> [Data shown]:
########
//! Example: Stored Routines Against an In-Memory Host
//!
//! This example walks through the pieces a host database drives: a plain
//! function, a set-returning function, a BEFORE ROW trigger and a
//! subtransaction that rolls back part of its work.

use pllua::host::MemoryHost;
use pllua::routine::RoutineDefinition;
use pllua::types::{oid, Attribute};
use pllua::{
    CallContext, CallOutcome, Datum, Engine, Options, Relation, RowValue, SetCall, TriggerData, TriggerLevel,
    TriggerOperation, TriggerWhen, XactEvent,
};
use std::rc::Rc;

fn main() -> anyhow::Result<()> {
    env_logger::init();

    let host = Rc::new(MemoryHost::new());
    let accounts = host.define_table(
        "accounts",
        vec![Attribute::new("id", oid::INT4), Attribute::new("owner", oid::TEXT), Attribute::new("balance", oid::INT8)],
    );
    host.define_select("select * from accounts", "accounts");
    host.define_insert("insert into accounts values ($1, $2, $3)", "accounts");

    let engine = Engine::new(host.clone(), Options::default())?;

    println!("=== PL/Lua Stored Routines Example ===\n");

    // Example 1: plain function
    println!("Example 1: Plain function");
    println!("-----------------------------------");
    let greet = host.create_routine(
        RoutineDefinition::new(0, "greet", "return 'hello, ' .. who", oid::TEXT).arg("who", oid::TEXT),
    );
    let outcome = engine.invoke(greet, &[Some(Datum::Text("world".into()))], CallContext::Function)?;
    println!("greet('world') = {:?}\n", outcome);

    // Example 2: trigger that normalizes rows before insert
    println!("Example 2: BEFORE ROW trigger");
    println!("-----------------------------------");
    let normalize = host.create_routine(RoutineDefinition::new(
        0,
        "normalize",
        "trigger.row.owner = string.lower(trigger.row.owner)
         if trigger.row.balance == nil then trigger.row.balance = 0 end",
        oid::TRIGGER,
    ));
    let descriptor = host.table_descriptor("accounts")?;
    let relation = Relation::new(accounts, "accounts", Rc::clone(&descriptor));
    for (id, owner) in [(1, "Alice"), (2, "BOB")] {
        let row = RowValue::new(
            Rc::clone(&descriptor),
            vec![Some(Datum::Int4(id)), Some(Datum::Text(owner.into())), None],
        )?;
        let data = TriggerData::new(
            "normalize_accounts",
            TriggerWhen::Before,
            TriggerLevel::Row,
            TriggerOperation::Insert,
            relation.clone(),
        )
        .with_trigger_row(row);
        if let CallOutcome::Trigger(Some(stored)) = engine.invoke(normalize, &[], CallContext::Trigger(&data))? {
            println!("storing {:?}", stored.values);
            host.insert_row("accounts", stored.values)?;
        }
    }
    println!();

    // Example 3: subtransaction that rolls back a failed transfer
    println!("Example 3: Subtransaction");
    println!("-----------------------------------");
    let transfer = host.create_routine(RoutineDefinition::new(
        0,
        "open_account",
        "local ins = server.prepare('insert into accounts values ($1, $2, $3)', {'integer', 'text', 'bigint'})
         local ok, err = subtransaction(function()
             ins:execute({3, 'carol', 100})
             error('credit check failed')
         end)
         if not ok then print('rolled back: ' .. tostring(err)) end
         return ok",
        oid::BOOL,
    ));
    let outcome = engine.invoke(transfer, &[], CallContext::Function)?;
    println!("open_account() = {:?}, rows now {}\n", outcome, host.table_rows("accounts").len());

    // Example 4: set-returning function over a query
    println!("Example 4: Set-returning function");
    println!("-----------------------------------");
    let owners = host.create_routine(
        RoutineDefinition::new(
            0,
            "owners",
            "for row in server.rows('select * from accounts') do coroutine.yield(row.owner) end",
            oid::TEXT,
        )
        .returns_set(true),
    );
    let mut call = SetCall::new();
    while let CallOutcome::Row(owner) = engine.invoke(owners, &[], CallContext::SetFunction(&mut call))? {
        println!("owner: {:?}", owner);
    }

    let cleaned = engine.on_transaction_event(XactEvent::Commit);
    println!("\ncommit ran {} cleanup(s)", cleaned);

    for (level, message) in host.notices() {
        println!("[{}] {}", level, message);
    }
    Ok(())
}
########
> [Activity]: Your answer must be the count of lines in the data that contain "rows", with no added words.

> [Written reply]: 3